J’aime les très vieux
Assis à la fenêtre
Qui regardent en souriant
Le ciel perclus de nuages
Et la lumière qui boite
Dans les rues de l’hiver
J’aime leur visage
Aux mille rides
Qui sont la mémoire des mille vies
Qui font une vie d’homme
J’aime la main très vieille
Qui caresse en tremblant
Le front de l’enfant
Comme l’arbre penché
Effleure de ses branches
Le sommeil d’une rivière
J’aime chez les vieux
Leur geste fragile et lent
Qui tient chaque instant de la vie
Comme une tasse de porcelaine
Comme nous devrions faire nous aussi
À chaque instant de la vie.
Jean-Pierre Siméon
Jean-Pierre Siméon est né en 1950.
Il a enseigné longtemps à l’IUFM de Clermont-Ferrand et a été à l’origine de La Semaine de la poésie, qui s’y déroule maintenant chaque année.
Une semaine ou des poètes vont dans des classes pendant la journée et donnent des lectures en soirée. Il est le directeur artistique du Printemps des Poètes.

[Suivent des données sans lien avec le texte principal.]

//! Dependency-ordered evaluation of globals statements.
//!
//! Resolution for a directory works in four phases:
//!
//! 1. collect the statements visible from the directory up to the root,
//!    dropping statements shadowed by closer scopes;
//! 2. order them canonically (root scope first, shorter paths first,
//!    declaration order last) so evaluation is deterministic;
//! 3. run a fixed point over the pending set: a statement only evaluates
//!    once no pending statement could still affect any subtree its rhs
//!    references (so `global.use[k]` waits for every pending `use.*`
//!    binding, not just `use` itself);
//! 4. apply `unset` deletions.
//!
//! Errors are collected per lhs path; a failing statement never stops its
//! siblings, and statements left pending when the fixed point stalls are
//! reported as cycles.

use crate::error::{ErrorCollector, Origin, Result, TerrastackError};
use crate::eval::{Evaluator, Frame};
use crate::globals::stmt::{MapBlock, MapEntry, MapValue, Rhs, Statement};
use crate::project::ProjectPath;
use crate::tree::Root;
use hcl::Value;
use serde::Serialize;
use std::sync::Arc;

type Map = hcl::value::Map<String, Value>;

/// The outcome of resolving globals for one directory: the evaluated
/// object tree plus every error keyed by the lhs path it belongs to.
#[derive(Debug, Serialize)]
pub struct EvalReport {
    /// The evaluated `global` object. Paths whose statements failed are
    /// simply absent.
    pub globals: Value,
    /// Errors keyed by dotted lhs path (`global.a.b`).
    #[serde(skip)]
    pub errors: Vec<(String, TerrastackError)>,
}

impl EvalReport {
    /// Whether every visible statement evaluated.
    #[must_use]
    pub fn is_ok(&self) -> bool {
        self.errors.is_empty()
    }

    /// Reads a value by dotted path (`a.b` or `global.a.b`). Returns
    /// `None` for unset or failed paths.
    #[must_use]
    pub fn get(&self, path: &str) -> Option<&Value> {
        let path = path.strip_prefix("global.").unwrap_or(path);
        let mut current = &self.globals;
        for comp in path.split('.') {
            match current {
                Value::Object(map) => current = map.get(comp)?,
                _ => return None,
            }
        }
        Some(current)
    }

    /// The errors recorded for one dotted path.
    #[must_use]
    pub fn errors_for(&self, path: &str) -> Vec<&TerrastackError> {
        self.errors.iter().filter(|(p, _)| p == path).map(|(_, e)| e).collect()
    }

    /// Folds the report into a result: the evaluated globals, or the
    /// aggregated error set.
    ///
    /// # Errors
    ///
    /// A single statement error, or `Multiple` preserving all of them.
    pub fn into_result(self) -> Result<Value> {
        let mut collector = ErrorCollector::new();
        for (_, error) in self.errors {
            collector.add(error);
        }
        collector.into_result()?;
        Ok(self.globals)
    }
}

struct Item<'a> {
    stmt: &'a Statement,
    depth: usize,
    refs: Vec<Vec<String>>,
}

/// Resolves the globals visible at `dir`. The evaluator carries the
/// caller's namespaces (`terrastack`) and function table; the `global`
/// namespace is managed here.
pub(crate) fn resolve(root: &Root, dir: &ProjectPath, evaluator: &mut Evaluator) -> EvalReport {
    let chain = dir.chain_from_root();
    let lowered: Vec<_> = chain.iter().map(|d| root.lowered_globals(d)).collect();

    let mut errors: Vec<(String, TerrastackError)> = Vec::new();
    for scope in &lowered {
        for issue in &scope.issues {
            errors.push((issue.path.clone(), issue.to_error()));
        }
    }

    let items = visible_statements(&lowered);
    tracing::debug!(dir = %dir, statements = items.len(), "resolving globals");

    let mut tree = Map::new();
    let mut deletions: Vec<Vec<String>> = Vec::new();
    let mut resolved = vec![false; items.len()];

    loop {
        let mut progressed = false;
        for i in 0..items.len() {
            if resolved[i] || !is_ready(i, &items, &resolved) {
                continue;
            }
            resolved[i] = true;
            progressed = true;
            if let Err(error) = evaluate_statement(evaluator, &mut tree, &mut deletions, items[i].stmt)
            {
                errors.push((items[i].stmt.dotted_lhs(), error));
            }
        }
        if !progressed {
            break;
        }
    }

    // Whatever is still pending is stuck on other pending statements: a
    // dependency cycle. Statements outside the cycle have already
    // evaluated.
    for (i, item) in items.iter().enumerate() {
        if !resolved[i] {
            errors.push((
                item.stmt.dotted_lhs(),
                TerrastackError::Cycle {
                    path: item.stmt.dotted_lhs(),
                    origin: item.stmt.origin.clone(),
                },
            ));
        }
    }

    for path in &deletions {
        delete_path(&mut tree, path);
    }

    EvalReport { globals: Value::Object(tree), errors }
}

/// Collects statements from every scope on the chain, dropping those
/// shadowed by a closer scope. A closer *binding* statement shadows any
/// farther statement whose lhs it equals or prefixes; extend statements
/// never shadow.
fn visible_statements(lowered: &[Arc<crate::globals::stmt::LoweredDir>]) -> Vec<Item<'_>> {
    let mut items = Vec::new();
    for (depth, scope) in lowered.iter().enumerate() {
        'statements: for stmt in &scope.statements {
            for closer_scope in &lowered[depth + 1..] {
                for closer in &closer_scope.statements {
                    if closer.is_binding() && is_prefix(&closer.lhs, &stmt.lhs) {
                        tracing::trace!(
                            path = %stmt.dotted_lhs(),
                            scope = %stmt.scope,
                            shadowed_by = %closer.scope,
                            "statement shadowed"
                        );
                        continue 'statements;
                    }
                }
            }
            let refs = stmt.references();
            items.push(Item { stmt, depth, refs });
        }
    }
    items.sort_by(|a, b| {
        (a.depth, a.stmt.lhs.len(), a.stmt.decl).cmp(&(b.depth, b.stmt.lhs.len(), b.stmt.decl))
    });
    items
}

fn is_prefix(prefix: &[String], path: &[String]) -> bool {
    prefix.len() <= path.len() && prefix.iter().zip(path).all(|(a, b)| a == b)
}

fn prefix_related(a: &[String], b: &[String]) -> bool {
    is_prefix(a, b) || is_prefix(b, a)
}

/// A statement is ready when (a) no pending binding still has to
/// materialize an ancestor of its lhs, and (b) no pending statement could
/// still affect a subtree its rhs references. The reference check
/// includes the statement itself, which turns self-references into
/// cycles.
fn is_ready(i: usize, items: &[Item<'_>], resolved: &[bool]) -> bool {
    for (j, other) in items.iter().enumerate() {
        if resolved[j] {
            continue;
        }
        if j != i
            && matches!(other.stmt.rhs, Rhs::Expr(_) | Rhs::Map(_))
            && other.stmt.lhs.len() < items[i].stmt.lhs.len()
            && is_prefix(&other.stmt.lhs, &items[i].stmt.lhs)
        {
            return false;
        }
        for reference in &items[i].refs {
            if prefix_related(&other.stmt.lhs, reference) {
                return false;
            }
        }
    }
    true
}

fn evaluate_statement(
    evaluator: &mut Evaluator,
    tree: &mut Map,
    deletions: &mut Vec<Vec<String>>,
    stmt: &Statement,
) -> Result<()> {
    match &stmt.rhs {
        Rhs::Unset => {
            deletions.push(stmt.lhs.clone());
            Ok(())
        }
        Rhs::Extend => {
            descend(tree, &stmt.lhs, &stmt.dotted_lhs(), &stmt.origin)?;
            Ok(())
        }
        Rhs::Expr(expr) => {
            evaluator.set_namespace("global", Value::Object(tree.clone()));
            let value = evaluator.eval(expr)?;
            let (last, prefix) = stmt
                .lhs
                .split_last()
                .ok_or_else(|| TerrastackError::internal("statement with empty lhs"))?;
            let target = descend(tree, prefix, &stmt.dotted_lhs(), &stmt.origin)?;
            target.insert(last.clone(), value);
            Ok(())
        }
        Rhs::Map(map) => {
            evaluator.set_namespace("global", Value::Object(tree.clone()));
            let target = descend(tree, &stmt.lhs, &stmt.dotted_lhs(), &stmt.origin)?;
            generate_map(evaluator, target, map, &[])
        }
    }
}

/// Walks `path` inside `tree`, materializing missing intermediate objects.
/// A non-object on the way is a `CannotExtendObject` for `dotted`.
fn descend<'a>(
    tree: &'a mut Map,
    path: &[String],
    dotted: &str,
    origin: &Origin,
) -> Result<&'a mut Map> {
    let mut current = tree;
    for comp in path {
        if !current.contains_key(comp) {
            current.insert(comp.clone(), Value::Object(Map::new()));
        }
        match current.get_mut(comp) {
            Some(Value::Object(next)) => current = next,
            Some(_) => {
                return Err(TerrastackError::CannotExtendObject {
                    path: dotted.to_string(),
                    origin: origin.clone(),
                })
            }
            None => return Err(TerrastackError::internal("map entry vanished during descent")),
        }
    }
    Ok(current)
}

/// Runs one `map` generator into `out`. `frames` carries enclosing
/// iterator scopes for nested generators.
fn generate_map(
    evaluator: &Evaluator,
    out: &mut Map,
    map: &MapBlock,
    frames: &[Frame],
) -> Result<()> {
    let for_each = evaluator.eval_with_frames(&map.for_each, frames)?;
    let Value::Array(elements) = for_each else {
        return Err(TerrastackError::eval(
            "for_each must evaluate to a list",
            map.for_each.origin().clone(),
        ));
    };

    for element in elements {
        let mut iterator = Map::new();
        iterator.insert("new".to_string(), element.clone());

        let mut key_frames = frames.to_vec();
        key_frames.push(iterator_frame(&map.iterator, iterator.clone()));
        let key = match evaluator.eval_with_frames(&map.key, &key_frames)? {
            Value::String(key) => key,
            other => {
                return Err(TerrastackError::eval(
                    format!("map key must be a string, got {other:?}"),
                    map.key.origin().clone(),
                ))
            }
        };

        // `old` is the value already bound at this key during this
        // generation, undefined on first touch.
        if let Some(old) = out.get(&key) {
            iterator.insert("old".to_string(), old.clone());
        }
        let mut value_frames = frames.to_vec();
        value_frames.push(iterator_frame(&map.iterator, iterator));

        let value = match &map.value {
            MapValue::Single(expr) => evaluator.eval_with_frames(expr, &value_frames)?,
            MapValue::Object(entries) => {
                let mut object = Map::new();
                for entry in entries {
                    match entry {
                        MapEntry::Attr(name, expr) => {
                            let value = evaluator.eval_with_frames(expr, &value_frames)?;
                            object.insert(name.clone(), value);
                        }
                        MapEntry::Map(nested) => {
                            let mut nested_out = Map::new();
                            generate_map(evaluator, &mut nested_out, nested, &value_frames)?;
                            object.insert(nested.label.clone(), Value::Object(nested_out));
                        }
                    }
                }
                Value::Object(object)
            }
        };

        out.insert(key, value);
    }
    Ok(())
}

fn iterator_frame(name: &str, iterator: Map) -> Frame {
    let mut frame = Frame::new();
    frame.insert(name.to_string(), Value::Object(iterator));
    frame
}

/// Deletes the leaf at `path`, silently ignoring missing intermediates.
fn delete_path(tree: &mut Map, path: &[String]) {
    let Some((last, prefix)) = path.split_last() else {
        return;
    };
    let mut current = tree;
    for comp in prefix {
        match current.get_mut(comp) {
            Some(Value::Object(next)) => current = next,
            _ => return,
        }
    }
    // Rebuild without the deleted key; keeps us independent of the map
    // implementation's removal semantics.
    let entries = std::mem::take(current);
    for (key, value) in entries {
        if key != *last {
            current.insert(key, value);
        }
    }
}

Il a publié de nombreux livres et a reçu le prix Antonin Artaud et le prix Apollinaire. Il a écrit aussi plusieurs réflexions sur le théâtre et la poésie aujourd’hui, réflexions qui interrogent par exemple le rapport du poème au monde, les mille lectures possibles d’un texte poétique, et les moyens à inventer et/ou à éviter pour que ces textes puissent rencontrer le plus de gens différents. Une vie engagée donc, au service de la poésie pourrait-on dire. Une écriture au service de la vie, de l’humanité dans l’humain… quelque chose comme ça. Révoltes contre les violences inacceptables du monde, les mots de Jean-Pierre Siméon sont résolument tournés vers l’autre, ouverts grands comme des bras qui voudraient ne rien exclure du vivant et qui seraient comme le geste d’enlever un bâillon sur une bouche.
(Source Web.)
Je remercie Madeleine G. (89 ans) de Bruges, qui m’a confié ce poème et suggéré d’en faire «quelque chose» pour mon site!